In an excavation of the Changsha area, South China, scrolls from the Han Dynasty (206 BC – 220nChr.) were found, in which 11 meridians were described. It was remarkable that the meridians did not form a closed circuit and had no relation to the organs.

Some Chinese authors believe that first the 6 meridians of the lower extremity (spleen/pancreas, kidney, liver, stomach, bladder, gall bladder) existed and only then the 5 meridians of the upper extremity (small intestine, heart, large intestine, lung, pericardium) were constructed based on the analogy. Only in the late period of “Neijing”, the so-called spring and autumn period, they were extended to 12 meridians. Even then, the reflective relationship between regions on the surface of the body – the meridians – and internal organs was recognized.

It was also recognized that the 12 meridians form a closed circuit that establishes a 24-hour rhythm. From the observation of archaeological findings it can be seen that the concept of the meridian course is much older and more important than that of the acupuncture or meridian point. Modern medicine regards the meridians as the sum of the following systems: blood vessel system, lymph vessel system, peripheral and vegetative nervous system, interstitial connective tissue and muscle chain as a functional unit (kinetic muscle chain).
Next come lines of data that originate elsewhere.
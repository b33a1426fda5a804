/// Crate-wide result; typed errors are raised with `Err(..)?` and recovered with `downcast_ref`
pub type Result<T = ()> = anyhow::Result<T>;
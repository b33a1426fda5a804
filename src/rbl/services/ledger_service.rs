use crate::clock;
use crate::config::LedgerConfig;
use crate::ids::{PlayerId, RoomCode, TransactionId};
use crate::ledger::{apply_balance_set, apply_transfer, Transfer};
use crate::models::Transaction;
use crate::store::{run_transaction, RoomStore, StorePath, Version};
use crate::validation::validate_amount;
use crate::{Money, Result};

use std::sync::Arc;

/// What a committed ledger mutation appended, and the room version it landed in
#[derive(Debug, Clone, PartialEq)]
pub struct TransferReceipt {
    pub id: TransactionId,
    pub transaction: Transaction,
    pub version: Version,
}

/// Moves money between players of a room, one atomic room mutation per call
pub struct LedgerService {
    store: Arc<dyn RoomStore>,
    config: LedgerConfig,
}

impl LedgerService {
    pub fn new(store: Arc<dyn RoomStore>, config: LedgerConfig) -> Self {
        return Self { store, config };
    }

    /// Debits the sender, credits the receiver and appends the record, all or nothing.
    ///
    /// The amount is checked before the store is touched; missing players and
    /// insufficient funds abort the mutation against whatever the latest room is.
    pub fn transfer(&self, code: &RoomCode, transfer: Transfer) -> Result<TransferReceipt> {
        validate_amount(transfer.amount)?;

        log::debug!("Applying transfer to room {code}: {transfer:?}");

        let ((id, transaction), committed) = run_transaction(&*self.store, code, self.config.max_attempts, |room| {
            let timestamp = clock::now_millis();
            let id = TransactionId::generate(&mut rand::thread_rng(), timestamp);

            let transaction = apply_transfer(room, &transfer, id.clone(), timestamp)?;

            Ok((id, transaction))
        })?;

        log::debug!(
            "Wrote {} at version {}",
            StorePath::Transaction(code.clone(), id.clone()),
            committed.version
        );

        return Ok(TransferReceipt {
            id,
            transaction,
            version: committed.version,
        });
    }

    /// Bank-only: overwrites `player_id`'s balance with `balance` and records a
    /// `bank-transfer`, in the same atomic mutation
    pub fn bank_transfer(
        &self,
        code: &RoomCode,
        bank_id: &PlayerId,
        player_id: &PlayerId,
        balance: Money,
    ) -> Result<TransferReceipt> {
        validate_amount(balance)?;

        log::debug!("Bank {bank_id} setting balance of {player_id} in room {code} to {balance}");

        let ((id, transaction), committed) = run_transaction(&*self.store, code, self.config.max_attempts, |room| {
            let timestamp = clock::now_millis();
            let id = TransactionId::generate(&mut rand::thread_rng(), timestamp);

            let transaction = apply_balance_set(room, bank_id, player_id, balance, id.clone(), timestamp)?;

            Ok((id, transaction))
        })?;

        log::debug!(
            "Wrote {} at version {}",
            StorePath::Player(code.clone(), player_id.clone()),
            committed.version
        );

        return Ok(TransferReceipt {
            id,
            transaction,
            version: committed.version,
        });
    }
}

#[cfg(test)]
mod tests {
    use super::*;

    use crate::ledger::LedgerError;
    use crate::models::TransactionType;
    use crate::services::RoomService;
    use crate::session::Session;
    use crate::store::{MemoryStore, StoreError};
    use crate::validation::ValidationError;

    struct Table {
        rooms: RoomService,
        ledger: LedgerService,
        bank: Session,
        ann: Session,
        bob: Session,
    }

    /// Bank plus Ann (1500) and Bob (1500)
    fn build_table() -> Table {
        let store: Arc<dyn RoomStore> = Arc::new(MemoryStore::new());
        let rooms = RoomService::new(store.clone(), LedgerConfig::default());
        let ledger = LedgerService::new(store, LedgerConfig::default());

        let bank = rooms.create_room("Bank", Money(1500)).unwrap();
        let ann = rooms.join_room(bank.room_code.as_str(), "Ann", None).unwrap();
        let bob = rooms.join_room(bank.room_code.as_str(), "Bob", None).unwrap();

        Table {
            rooms,
            ledger,
            bank,
            ann,
            bob,
        }
    }

    fn money_of(table: &Table, session: &Session) -> Money {
        table
            .rooms
            .get_room(&session.room_code)
            .unwrap()
            .player(&session.player_id)
            .unwrap()
            .money
    }

    #[test]
    fn transfer_commits() {
        let table = build_table();
        let code = &table.bank.room_code;

        let receipt = table
            .ledger
            .transfer(
                code,
                Transfer::new(TransactionType::Rent, table.ann.player_id.clone(), table.bob.player_id.clone(), Money(200))
                    .with_concept("Park Place"),
            )
            .unwrap();

        assert_eq!(money_of(&table, &table.ann), Money(1300));
        assert_eq!(money_of(&table, &table.bob), Money(1700));

        let room = table.rooms.get_room(code).unwrap();
        assert_eq!(room.transactions.len(), 1);
        assert_eq!(room.transactions[&receipt.id], receipt.transaction);
        assert_eq!(receipt.transaction.tx_type, TransactionType::Rent);
        assert_eq!(receipt.transaction.concept.as_deref(), Some("Park Place"));
    }

    #[test]
    fn invalid_amount_never_reaches_store() {
        let table = build_table();
        let code = &table.bank.room_code;
        let subscription = table.rooms.watch_room(code).unwrap();
        subscription.latest();

        let err = table
            .ledger
            .transfer(
                code,
                Transfer::new(TransactionType::Rent, table.ann.player_id.clone(), table.bob.player_id.clone(), Money(0)),
            )
            .unwrap_err();

        assert_eq!(
            err.downcast_ref::<ValidationError>(),
            Some(&ValidationError::InvalidAmount(Money(0)))
        );
        assert_eq!(subscription.try_next(), None);
    }

    #[test]
    fn insufficient_funds_records_nothing() {
        let table = build_table();
        let code = &table.bank.room_code;
        let before = table.rooms.get_room(code).unwrap();

        let err = table
            .ledger
            .transfer(
                code,
                Transfer::new(TransactionType::Rent, table.ann.player_id.clone(), table.bob.player_id.clone(), Money(1501)),
            )
            .unwrap_err();

        assert!(matches!(
            err.downcast_ref::<LedgerError>(),
            Some(LedgerError::InsufficientFunds { .. })
        ));
        assert_eq!(table.rooms.get_room(code).unwrap(), before);
    }

    #[test]
    fn unknown_player() {
        let table = build_table();
        let code = &table.bank.room_code;
        let ghost = PlayerId::from("ghost");

        let err = table
            .ledger
            .transfer(code, Transfer::new(TransactionType::Rent, ghost.clone(), table.bob.player_id.clone(), Money(1)))
            .unwrap_err();

        assert_eq!(err.downcast_ref::<LedgerError>(), Some(&LedgerError::PlayerNotFound(ghost)));
        assert!(table.rooms.get_room(code).unwrap().transactions.is_empty());
    }

    #[test]
    fn removed_player_cannot_be_paid() {
        let table = build_table();
        let code = &table.bank.room_code;

        table.rooms.remove_player(code, &table.bob.player_id).unwrap();

        let err = table
            .ledger
            .transfer(
                code,
                Transfer::new(TransactionType::Rent, table.ann.player_id.clone(), table.bob.player_id.clone(), Money(1)),
            )
            .unwrap_err();

        assert_eq!(
            err.downcast_ref::<LedgerError>(),
            Some(&LedgerError::PlayerNotFound(table.bob.player_id.clone()))
        );
    }

    #[test]
    fn missing_room() {
        let table = build_table();
        let code = RoomCode::parse("NOROOM").unwrap();

        let err = table
            .ledger
            .transfer(
                &code,
                Transfer::new(TransactionType::Rent, table.ann.player_id.clone(), table.bob.player_id.clone(), Money(1)),
            )
            .unwrap_err();

        assert_eq!(err.downcast_ref::<StoreError>(), Some(&StoreError::RoomNotFound(code)));
    }

    #[test]
    fn bank_salary() {
        let table = build_table();

        table
            .ledger
            .transfer(
                &table.bank.room_code,
                Transfer::new(TransactionType::Salary, table.bank.player_id.clone(), table.ann.player_id.clone(), Money(200)),
            )
            .unwrap();

        assert_eq!(money_of(&table, &table.ann), Money(1700));
        assert_eq!(money_of(&table, &table.bank), Money::ZERO);
    }

    #[test]
    fn bank_transfer_sets_balance() {
        let table = build_table();
        let code = &table.bank.room_code;

        let receipt = table
            .ledger
            .bank_transfer(code, &table.bank.player_id, &table.ann.player_id, Money(42))
            .unwrap();

        assert_eq!(money_of(&table, &table.ann), Money(42));
        assert_eq!(receipt.transaction.tx_type, TransactionType::BankTransfer);
        assert_eq!(receipt.transaction.amount, Money(42));
        assert_eq!(table.rooms.get_room(code).unwrap().transactions.len(), 1);
    }

    #[test]
    fn bank_transfer_by_player_is_rejected() {
        let table = build_table();

        let err = table
            .ledger
            .bank_transfer(&table.bank.room_code, &table.bob.player_id, &table.ann.player_id, Money(42))
            .unwrap_err();

        assert_eq!(
            err.downcast_ref::<LedgerError>(),
            Some(&LedgerError::NotBank(table.bob.player_id.clone()))
        );
        assert_eq!(money_of(&table, &table.ann), Money(1500));
    }

    #[test]
    fn cleared_history_keeps_balances() {
        let table = build_table();
        let code = &table.bank.room_code;

        table
            .ledger
            .transfer(
                code,
                Transfer::new(TransactionType::Fine, table.ann.player_id.clone(), table.bank.player_id.clone(), Money(50)),
            )
            .unwrap();
        table.rooms.clear_history(code).unwrap();

        let room = table.rooms.get_room(code).unwrap();
        assert!(room.transactions.is_empty());
        assert_eq!(money_of(&table, &table.ann), Money(1450));
    }
}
Important acupuncture points

Given the abundance of different acupuncture points, it goes without saying that only a few examples can be given here to illustrate the function and definition of the following terms.
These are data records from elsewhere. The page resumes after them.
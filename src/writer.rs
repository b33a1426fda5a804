use rbl::reports::PlayerReport;
use rbl::Result;

use csv::Writer;

pub fn write_report(rows: &[PlayerReport]) -> Result<String> {
    let mut writer = Writer::from_writer(vec![]);

    for row in rows {
        log::debug!("Serializing report row: {row:?}");
        writer.serialize(row)?;
    }

    let utf8 = writer.into_inner()?;
    let string = String::from_utf8(utf8)?;

    return Ok(string);
}
use rbl::Result;

use std::{env, fs, path::PathBuf};

use anyhow::Context;

use thiserror::Error;

#[derive(Error, Debug)]
pub enum InputArgsError {
    #[error("Couldn't parse input arguments: {0}")]
    Parse(String),

    #[error("Command script not found: {0}")]
    FileNotFound(String),
}

/// The first and only argument must be the path of a command script
pub fn parse_input_arg() -> Result<PathBuf> {
    let filename = env::args()
        .nth(1)
        .ok_or_else(|| InputArgsError::Parse("usage: room-bank-ledger <commands.csv>".to_string()))?;

    let path = fs::canonicalize(&filename).with_context(|| InputArgsError::FileNotFound(filename))?;

    Ok(path)
}
use crate::ids::{PlayerId, TransactionId};
use crate::models::{Room, Transaction, TransactionStatus, TransactionType};
use crate::{Money, Result};

use thiserror::Error;

/// Domain errors raised from inside an atomic room mutation; any of them
/// aborts the mutation and the stored room keeps its prior value
#[derive(Error, Debug, PartialEq)]
pub enum LedgerError {
    #[error("Player not found: {0}")]
    PlayerNotFound(PlayerId),

    #[error("Insufficient funds: player {player} has {balance} but needs {amount}")]
    InsufficientFunds {
        player: PlayerId,
        balance: Money,
        amount: Money,
    },

    #[error("Player {0} is not the bank of this room")]
    NotBank(PlayerId),

    #[error("The bank's balance cannot be set directly")]
    BankBalance,

    #[error("Transaction id already used: {0}")]
    DuplicateTransaction(TransactionId),
}

/// A requested peer-to-peer (or bank-to-player) movement of money
#[derive(Debug, Clone, PartialEq)]
pub struct Transfer {
    pub tx_type: TransactionType,
    pub from: PlayerId,
    pub to: PlayerId,
    pub amount: Money,
    pub concept: Option<String>,
}

impl Transfer {
    pub fn new(tx_type: TransactionType, from: PlayerId, to: PlayerId, amount: Money) -> Self {
        return Self {
            tx_type,
            from,
            to,
            amount,
            concept: None,
        };
    }

    /// Blank concepts are dropped
    pub fn with_concept(mut self, concept: impl Into<String>) -> Self {
        let concept = concept.into();
        let concept = concept.trim();

        self.concept = if concept.is_empty() {
            None
        } else {
            Some(concept.to_string())
        };

        self
    }
}

/// Applies a transfer to `room`: both players must exist, a non-bank sender must
/// cover the amount, the bank's balance never moves, and exactly one
/// transaction is appended under `tx_id`.
///
/// The room is only modified once every check has passed.
pub fn apply_transfer(
    room: &mut Room,
    transfer: &Transfer,
    tx_id: TransactionId,
    timestamp: u64,
) -> Result<Transaction> {
    let sender = room
        .player(&transfer.from)
        .ok_or_else(|| LedgerError::PlayerNotFound(transfer.from.clone()))?;
    let receiver = room
        .player(&transfer.to)
        .ok_or_else(|| LedgerError::PlayerNotFound(transfer.to.clone()))?;

    if !sender.is_bank && sender.money < transfer.amount {
        Err(LedgerError::InsufficientFunds {
            player: transfer.from.clone(),
            balance: sender.money,
            amount: transfer.amount,
        })?
    }

    if room.transactions.contains_key(&tx_id) {
        Err(LedgerError::DuplicateTransaction(tx_id.clone()))?
    }

    let transaction = Transaction {
        tx_type: transfer.tx_type,
        from: transfer.from.clone(),
        from_name: sender.name.clone(),
        to: transfer.to.clone(),
        to_name: receiver.name.clone(),
        amount: transfer.amount,
        concept: transfer.concept.clone(),
        timestamp,
        status: TransactionStatus::Completed,
    };

    // Work out both balances before touching the room so an overflow leaves it intact
    let mut balances = vec![];
    if !sender.is_bank {
        balances.push((transfer.from.clone(), sender.money.checked_sub(transfer.amount)?));
    }
    if !receiver.is_bank {
        let start = balances
            .iter()
            .find(|(id, _)| *id == transfer.to)
            .map(|(_, money)| *money)
            .unwrap_or(receiver.money);
        balances.push((transfer.to.clone(), start.checked_add(transfer.amount)?));
    }

    for (id, money) in balances {
        if let Some(player) = room.players.get_mut(&id) {
            player.money = money;
        }
    }

    room.transactions.insert(tx_id, transaction.clone());

    return Ok(transaction);
}

/// Sets a player's balance outright on the bank's authority and records it as a
/// `bank-transfer` whose amount is the new balance. Not zero-sum.
pub fn apply_balance_set(
    room: &mut Room,
    bank_id: &PlayerId,
    player_id: &PlayerId,
    balance: Money,
    tx_id: TransactionId,
    timestamp: u64,
) -> Result<Transaction> {
    let bank = room
        .player(bank_id)
        .ok_or_else(|| LedgerError::PlayerNotFound(bank_id.clone()))?;

    if !bank.is_bank || &room.info.bank_id != bank_id {
        Err(LedgerError::NotBank(bank_id.clone()))?
    }

    let player = room
        .player(player_id)
        .ok_or_else(|| LedgerError::PlayerNotFound(player_id.clone()))?;

    if player.is_bank {
        Err(LedgerError::BankBalance)?
    }

    if room.transactions.contains_key(&tx_id) {
        Err(LedgerError::DuplicateTransaction(tx_id.clone()))?
    }

    let transaction = Transaction {
        tx_type: TransactionType::BankTransfer,
        from: bank_id.clone(),
        from_name: bank.name.clone(),
        to: player_id.clone(),
        to_name: player.name.clone(),
        amount: balance,
        concept: None,
        timestamp,
        status: TransactionStatus::Completed,
    };

    if let Some(player) = room.players.get_mut(player_id) {
        player.money = balance;
    }

    room.transactions.insert(tx_id, transaction.clone());

    return Ok(transaction);
}

#[cfg(test)]
mod tests {
    use super::*;

    use crate::ids::RoomCode;
    use crate::models::{Player, PLAYER_COLORS};

    const SOME_TIMESTAMP: u64 = 1_700_000_000_000;

    fn bank_id() -> PlayerId {
        PlayerId::from("bank")
    }

    fn ann() -> PlayerId {
        PlayerId::from("ann")
    }

    fn bob() -> PlayerId {
        PlayerId::from("bob")
    }

    fn tx_id(id: &str) -> TransactionId {
        TransactionId::from(id)
    }

    /// bank 0, ann 1500, bob 1000
    fn build_room() -> Room {
        let mut room = Room::new(
            RoomCode::parse("ABC123").unwrap(),
            bank_id(),
            "Banker".to_string(),
            Money(1500),
            SOME_TIMESTAMP,
        );
        room.players.insert(
            ann(),
            Player::new("Ann".to_string(), Money(1500), PLAYER_COLORS[0].to_string(), SOME_TIMESTAMP),
        );
        room.players.insert(
            bob(),
            Player::new("Bob".to_string(), Money(1000), PLAYER_COLORS[1].to_string(), SOME_TIMESTAMP),
        );
        room
    }

    fn money_of(room: &Room, id: &PlayerId) -> Money {
        room.player(id).unwrap().money
    }

    #[test]
    fn rent_between_players() {
        let mut room = build_room();
        let transfer = Transfer::new(TransactionType::Rent, ann(), bob(), Money(200)).with_concept("Boardwalk");

        let tx = apply_transfer(&mut room, &transfer, tx_id("t1"), SOME_TIMESTAMP).unwrap();

        assert_eq!(money_of(&room, &ann()), Money(1300));
        assert_eq!(money_of(&room, &bob()), Money(1200));
        assert_eq!(money_of(&room, &bank_id()), Money(0));

        assert_eq!(room.transactions.len(), 1);
        assert_eq!(room.transactions[&tx_id("t1")], tx);
        assert_eq!(tx.tx_type, TransactionType::Rent);
        assert_eq!(tx.from_name, "Ann");
        assert_eq!(tx.to_name, "Bob");
        assert_eq!(tx.concept.as_deref(), Some("Boardwalk"));
        assert_eq!(tx.status, TransactionStatus::Completed);
    }

    #[test]
    fn player_transfers_are_zero_sum() {
        let mut room = build_room();
        let before = room.circulating_money().unwrap();

        for (idx, amount) in [1, 250, 999, 1500].into_iter().enumerate() {
            let transfer = Transfer::new(TransactionType::OtherExpense, ann(), bob(), Money(amount));
            let _ = apply_transfer(&mut room, &transfer, tx_id(&format!("t{idx}")), SOME_TIMESTAMP);
            assert_eq!(room.circulating_money().unwrap(), before);
        }
    }

    #[test]
    fn bank_pays_without_balance() {
        let mut room = build_room();
        let transfer = Transfer::new(TransactionType::Salary, bank_id(), ann(), Money(200));

        apply_transfer(&mut room, &transfer, tx_id("t1"), SOME_TIMESTAMP).unwrap();

        assert_eq!(money_of(&room, &ann()), Money(1700));
        assert_eq!(money_of(&room, &bank_id()), Money(0));
    }

    #[test]
    fn bank_receives_without_balance() {
        let mut room = build_room();
        let transfer = Transfer::new(TransactionType::TaxIncome, bob(), bank_id(), Money(1000));

        apply_transfer(&mut room, &transfer, tx_id("t1"), SOME_TIMESTAMP).unwrap();

        assert_eq!(money_of(&room, &bob()), Money(0));
        assert_eq!(money_of(&room, &bank_id()), Money(0));
    }

    #[test]
    fn insufficient_funds_leaves_room_untouched() {
        let mut room = build_room();
        let before = room.clone();
        let transfer = Transfer::new(TransactionType::Rent, bob(), ann(), Money(1001));

        let err = apply_transfer(&mut room, &transfer, tx_id("t1"), SOME_TIMESTAMP).unwrap_err();

        assert_eq!(
            err.downcast_ref::<LedgerError>(),
            Some(&LedgerError::InsufficientFunds {
                player: bob(),
                balance: Money(1000),
                amount: Money(1001),
            })
        );
        assert_eq!(room, before);
    }

    #[test]
    fn negative_balance_can_still_receive() {
        let mut room = build_room();
        room.players.get_mut(&bob()).unwrap().money = Money(-50);

        let transfer = Transfer::new(TransactionType::Rent, ann(), bob(), Money(20));
        apply_transfer(&mut room, &transfer, tx_id("t1"), SOME_TIMESTAMP).unwrap();
        assert_eq!(money_of(&room, &bob()), Money(-30));

        let transfer = Transfer::new(TransactionType::Rent, bob(), ann(), Money(1));
        assert!(apply_transfer(&mut room, &transfer, tx_id("t2"), SOME_TIMESTAMP).is_err());
    }

    #[test]
    fn unknown_player_leaves_room_untouched() {
        let mut room = build_room();
        let before = room.clone();
        let ghost = PlayerId::from("ghost");

        for transfer in [
            Transfer::new(TransactionType::Rent, ghost.clone(), ann(), Money(1)),
            Transfer::new(TransactionType::Rent, ann(), ghost.clone(), Money(1)),
        ] {
            let err = apply_transfer(&mut room, &transfer, tx_id("t1"), SOME_TIMESTAMP).unwrap_err();
            assert_eq!(
                err.downcast_ref::<LedgerError>(),
                Some(&LedgerError::PlayerNotFound(ghost.clone()))
            );
            assert_eq!(room, before);
        }
    }

    #[test]
    fn self_transfer_only_records() {
        let mut room = build_room();
        let transfer = Transfer::new(TransactionType::Fine, ann(), ann(), Money(100));

        apply_transfer(&mut room, &transfer, tx_id("t1"), SOME_TIMESTAMP).unwrap();

        assert_eq!(money_of(&room, &ann()), Money(1500));
        assert_eq!(room.transactions.len(), 1);
    }

    #[test]
    fn overflow_leaves_room_untouched() {
        let mut room = build_room();
        room.players.get_mut(&bob()).unwrap().money = Money::MAX;
        let before = room.clone();

        let transfer = Transfer::new(TransactionType::Rent, ann(), bob(), Money(1));
        assert!(apply_transfer(&mut room, &transfer, tx_id("t1"), SOME_TIMESTAMP).is_err());
        assert_eq!(room, before);
    }

    #[test]
    fn duplicate_transaction_id() {
        let mut room = build_room();
        let transfer = Transfer::new(TransactionType::Rent, ann(), bob(), Money(1));

        apply_transfer(&mut room, &transfer, tx_id("t1"), SOME_TIMESTAMP).unwrap();
        let err = apply_transfer(&mut room, &transfer, tx_id("t1"), SOME_TIMESTAMP).unwrap_err();

        assert_eq!(
            err.downcast_ref::<LedgerError>(),
            Some(&LedgerError::DuplicateTransaction(tx_id("t1")))
        );
        assert_eq!(money_of(&room, &ann()), Money(1499));
    }

    #[test]
    fn blank_concept_is_dropped() {
        let transfer = Transfer::new(TransactionType::Rent, ann(), bob(), Money(1)).with_concept("   ");
        assert_eq!(transfer.concept, None);
    }

    #[test]
    fn balance_set() {
        let mut room = build_room();

        let tx = apply_balance_set(&mut room, &bank_id(), &ann(), Money(50), tx_id("t1"), SOME_TIMESTAMP).unwrap();

        assert_eq!(money_of(&room, &ann()), Money(50));
        assert_eq!(tx.tx_type, TransactionType::BankTransfer);
        assert_eq!(tx.from, bank_id());
        assert_eq!(tx.to, ann());
        assert_eq!(tx.amount, Money(50));
        assert_eq!(room.transactions.len(), 1);
    }

    #[test]
    fn balance_set_requires_bank() {
        let mut room = build_room();
        let before = room.clone();

        let err = apply_balance_set(&mut room, &bob(), &ann(), Money(50), tx_id("t1"), SOME_TIMESTAMP).unwrap_err();
        assert_eq!(err.downcast_ref::<LedgerError>(), Some(&LedgerError::NotBank(bob())));

        let err = apply_balance_set(&mut room, &bank_id(), &bank_id(), Money(50), tx_id("t1"), SOME_TIMESTAMP)
            .unwrap_err();
        assert_eq!(err.downcast_ref::<LedgerError>(), Some(&LedgerError::BankBalance));

        let ghost = PlayerId::from("ghost");
        let err = apply_balance_set(&mut room, &bank_id(), &ghost, Money(50), tx_id("t1"), SOME_TIMESTAMP)
            .unwrap_err();
        assert_eq!(err.downcast_ref::<LedgerError>(), Some(&LedgerError::PlayerNotFound(ghost)));

        assert_eq!(room, before);
    }
}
Ancient acupuncture points

As we have seen, all main meridians begin or end at the fingers or toes with the most remote points. Of these points, 5 special so-called antique points are assigned to each meridian. These are interpreted in Chinese medicine as individual stages of a waterfall.

The 1st ancient point is the “well” (“Jing”). It is located on the arm and leg furthest away from the waterfall, usually in the area of the nail fold. Later the water becomes a spring, therefore the 2nd antique point is called “spring” (“Ying”).
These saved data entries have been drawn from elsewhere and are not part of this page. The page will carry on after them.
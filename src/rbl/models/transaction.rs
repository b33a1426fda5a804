use crate::ids::PlayerId;
use crate::Money;

use std::{fmt, str::FromStr};

use serde::{Deserialize, Serialize};

use thiserror::Error;

#[derive(Error, Debug, PartialEq)]
#[error("Unknown transaction type: {0:?}")]
pub struct UnknownTransactionType(pub String);

#[derive(Serialize, Deserialize, Debug, Clone, Copy, PartialEq, Eq, Hash)]
#[serde(rename_all = "snake_case")]
pub enum TransactionType {
    Salary,
    Property,
    House,
    Hotel,
    TaxIncome,
    TaxLuxury,
    Fine,
    BankError,
    Rent,
    OtherIncome,
    OtherExpense,
    #[serde(rename = "bank-transfer")]
    BankTransfer,
}

impl TransactionType {
    pub const ALL: [TransactionType; 12] = [
        Self::Salary,
        Self::Property,
        Self::House,
        Self::Hotel,
        Self::TaxIncome,
        Self::TaxLuxury,
        Self::Fine,
        Self::BankError,
        Self::Rent,
        Self::OtherIncome,
        Self::OtherExpense,
        Self::BankTransfer,
    ];

    /// Name stored in transaction records, matches the serde representation
    pub fn wire_name(&self) -> &'static str {
        match self {
            Self::Salary => "salary",
            Self::Property => "property",
            Self::House => "house",
            Self::Hotel => "hotel",
            Self::TaxIncome => "tax_income",
            Self::TaxLuxury => "tax_luxury",
            Self::Fine => "fine",
            Self::BankError => "bank_error",
            Self::Rent => "rent",
            Self::OtherIncome => "other_income",
            Self::OtherExpense => "other_expense",
            Self::BankTransfer => "bank-transfer",
        }
    }

    pub fn display_name(&self) -> &'static str {
        match self {
            Self::Salary => "Collect Salary",
            Self::Property => "Property Purchase",
            Self::House => "House Purchase",
            Self::Hotel => "Hotel Purchase",
            Self::TaxIncome => "Income Tax",
            Self::TaxLuxury => "Luxury Tax",
            Self::Fine => "Fine",
            Self::BankError => "Bank Error",
            Self::Rent => "Rent",
            Self::OtherIncome => "Other Income",
            Self::OtherExpense => "Other Expense",
            Self::BankTransfer => "Bank Transfer",
        }
    }
}

impl FromStr for TransactionType {
    type Err = UnknownTransactionType;

    fn from_str(s: &str) -> Result<Self, Self::Err> {
        let needle = s.trim().to_lowercase();

        Self::ALL
            .into_iter()
            .find(|typ| typ.wire_name() == needle)
            .ok_or_else(|| UnknownTransactionType(s.to_string()))
    }
}

impl fmt::Display for TransactionType {
    fn fmt(&self, f: &mut fmt::Formatter) -> fmt::Result {
        return write!(f, "{}", self.display_name());
    }
}

#[derive(Serialize, Deserialize, Debug, Clone, Copy, PartialEq, Eq)]
#[serde(rename_all = "lowercase")]
pub enum TransactionStatus {
    Completed,
}

/// Immutable history record; names are captured at application time so the
/// entry still reads correctly after a player leaves
#[derive(Serialize, Deserialize, Debug, Clone, PartialEq, Eq)]
#[serde(rename_all = "camelCase")]
pub struct Transaction {
    #[serde(rename = "type")]
    pub tx_type: TransactionType,
    pub from: PlayerId,
    pub from_name: String,
    pub to: PlayerId,
    pub to_name: String,
    pub amount: Money,
    #[serde(default, skip_serializing_if = "Option::is_none")]
    pub concept: Option<String>,
    pub timestamp: u64,
    pub status: TransactionStatus,
}

impl Transaction {
    pub fn involves(&self, player_id: &PlayerId) -> bool {
        &self.from == player_id || &self.to == player_id
    }
}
Because the water continues to flow, the 3rd point is called “stream” (“Shu”). The water then becomes a river and accordingly the 4th antique point is called river (“King”). Finally at knee and elbow the river flows into the sea, therefore the 5th antique point is called “He or Ho point” (“Sea”). Ancient points can be used in particular for functional disorders and resistance to therapy. The toning and sedation points are recruited from the ancient points.

Toning and sedation points

There is a toning and sedation point in each major meridian. It should be said that toning points are used for weakness symptoms and more chronic complaints (e.g. Lu9, Di11, Ma41) and sedation points for more acute complaints (e.g. Lu5, Di2, Ma45).

In Chinese medicine, the various points are further subdivided. At this point, however, reference is made to the corresponding literature. Just to name them: Yuan points (source points, points of origin, regulate the flow of energy), acute xi-cleft points (cleavage points, move the energy in a meridian), Luo points (cross-linking, passage points, especially used in stasis and congestion) and Luo group points, He points (lower influential points, especially in the case of stasis and congestion) and Luo group points, He points (lower influential points, especially in the case of congestion). points (meeting points, from here the energy for certain body and functional areas can be mobilized), Shu and Mu points (approval and alarm points, Shu points can be assigned segmentally to one of the 12 organs and Mu points correspond to the so-called Head‘s zones) and reunion points (points in which all Yang or Yin meridians reunite).